Amarin sued the FDA in May 2015, relying on the Second Circuit’s 2012 opinion in United States v. Caronia, which held that the Food, Drug and Cosmetic Act did not prohibit a pharmaceutical sales representative’s truthful statements about off-label use of his company’s drug, Xyrem. Procedurally, the Amarin dispute was unusual. Vascepa was approved in 2011 for the treatment of patients with very high triglyceride levels. Before the approval, Amarin entered into a special protocol assessment (SPA) with the FDA under which Vascepa would be studied (the ANCHOR study) in patients with slightly lower triglyceride levels, with the expectation of additional approval if the drug met study benchmarks. In 2013, Amarin filed for such approval.
Subsequent to the SPA, however, studies of other cardiovascular products suggested that reducing triglyceride levels in high-risk patients did not lead to real clinical benefits for patients in terms of reducing events such as heart attack and stroke. An FDA Advisory Committee found “substantial uncertainty” as to whether Vascepa would reduce such real-life risks, and the agency rescinded the SPA. While acknowledging that the drug had met the ANCHOR study goals, the agency refused to approve the new indication until a second study confirmed Vascepa was able to reduce major cardiac events in such patients. The FDA refused to allow Amarin to add the ANCHOR study results to Vascepa’s label, and warned that the drug might be misbranded if marketed for the new use.

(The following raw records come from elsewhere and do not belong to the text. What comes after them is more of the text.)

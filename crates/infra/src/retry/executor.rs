//! Retry executor for outbound async calls.

use std::fmt::Display;
use std::future::Future;
use std::time::Duration;

use tracing::{debug, error, warn};

use super::backoff::BackoffPolicy;

/// Context handed to the action on every attempt.
#[derive(Debug, Clone, Copy, PartialEq, Eq)]
pub struct RetryAttempt {
    /// 1-based attempt number
    pub number: u32,
    /// Total time slept before this attempt
    pub elapsed_delay: Duration,
}

/// Runs an action until it succeeds, fails permanently, or runs out of attempts.
///
/// Attempts are strictly sequential. There is no per-attempt timeout; the action
/// owns that if it needs one.
#[derive(Debug, Clone, Default)]
pub struct RetryExecutor {
    policy: BackoffPolicy,
}

impl RetryExecutor {
    pub fn new(policy: BackoffPolicy) -> Self {
        Self { policy }
    }

    pub fn policy(&self) -> &BackoffPolicy {
        &self.policy
    }

    /// Run `action`, retrying failures for which `is_retryable` returns true.
    ///
    /// - The first attempt runs immediately.
    /// - A non-retryable failure is returned at once, without sleeping.
    /// - The failure of the last allowed attempt is returned unchanged.
    ///
    /// `max_attempts == 0` is treated as a single attempt.
    pub async fn execute<T, E, F, Fut, P>(&self, mut action: F, is_retryable: P) -> Result<T, E>
    where
        F: FnMut(RetryAttempt) -> Fut,
        Fut: Future<Output = Result<T, E>>,
        P: Fn(&E) -> bool,
        E: Display,
    {
        let max_attempts = self.policy.max_attempts.max(1);
        let mut attempt = RetryAttempt {
            number: 1,
            elapsed_delay: Duration::ZERO,
        };

        loop {
            match action(attempt).await {
                Ok(value) => {
                    if attempt.number > 1 {
                        debug!(
                            attempt = attempt.number,
                            elapsed_delay_ms = attempt.elapsed_delay.as_millis() as u64,
                            "call succeeded after retry"
                        );
                    }
                    return Ok(value);
                }
                Err(err) => {
                    if !is_retryable(&err) {
                        debug!(attempt = attempt.number, error = %err, "non-retryable failure");
                        return Err(err);
                    }

                    if attempt.number >= max_attempts {
                        error!(
                            attempts = attempt.number,
                            elapsed_delay_ms = attempt.elapsed_delay.as_millis() as u64,
                            error = %err,
                            "retries exhausted"
                        );
                        return Err(err);
                    }

                    let delay = self.policy.delay_for(attempt.number);
                    warn!(
                        attempt = attempt.number,
                        max_attempts,
                        delay_ms = delay.as_millis() as u64,
                        error = %err,
                        "retryable failure, backing off"
                    );
                    tokio::time::sleep(delay).await;

                    attempt.number += 1;
                    attempt.elapsed_delay += delay;
                }
            }
        }
    }
}
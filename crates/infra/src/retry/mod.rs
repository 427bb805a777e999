//! Bounded retry with exponential backoff for outbound calls.
//!
//! ## Design
//!
//! - The caller decides what is retryable (usually "rate limited")
//! - Delays grow exponentially up to a cap, with no jitter
//! - Attempts are sequential; the final error is always surfaced
//!
//! ## Components
//!
//! - `BackoffPolicy`: delay schedule and attempt budget
//! - `RetryExecutor`: runs an async action under a policy
//! - `RetryAttempt`: per-attempt context handed to the action

pub mod backoff;
pub mod executor;

pub use backoff::BackoffPolicy;
pub use executor::{RetryAttempt, RetryExecutor};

Amarin filed suit in the Southern District of New York, seeking permission to engage in truthful and non-misleading off-label promotion of Vascepa, to make statements based on the ANCHOR study results, and to provide physicians with copies of the study and other peer-reviewed publications. The company offered to include disclaimers acknowledging that the use was not approved by the FDA and that another clinical study was underway. The FDA responded by offering to permit some of the proposed statements if accompanied by more detailed disclosures written by the agency itself, but refused to allow any statements about the drug’s ability to reduce the risk of coronary artery disease – despite the fact that similar omega-3 food and dietary supplements were allowed to make those claims. Not surprisingly, the company refused.
On August 7, 2015, the district court ruled in Amarin’s favor, granting the company permission to “engage in truthful and non-misleading speech promoting the off-label use of Vascepa” and prohibiting that speech from being used as the basis for a misbranding prosecution. Interpreting Caronia to bar misbranding actions based on truthful promotional speech alone – and concluding that the company’s proposed statements, with minor changes, were indeed truthful – the district court rejected the FDA’s arguments. Settlement discussions soon followed.
In many ways, Amarin was the worst possible challenge for the FDA to take up. By filing in the Southern District of New York, which is bound by Second Circuit precedent, Amarin precluded the district court from revisiting Caronia’s underlying First Amendment analysis (even had the judge been so inclined). While the FDA tried to distinguish the Caronia facts, if anything the facts of Amarin were even clearer: the company did exactly what the FDA requested in carrying out the ANCHOR study, and the agency acknowledged that most of what the company sought to say was true. The agency even went so far as to offer to let the company make the same claims if it repackaged the product as an OTC supplement rather than a prescription drug. Bound by clear legal precedent, and with the FDA acknowledging the truth of the company’s claims, it would have been nearly impossible for the district court to find in the government’s favor — and equally unrealistic to expect the Second Circuit to reverse the decision if the government sought to appeal. Whether the same will hold true in circuits not bound by Caronia, or in cases where the FDA challenges the truth of the company’s scientific claims (and has not reneged on any promises to the company), remains to be seen.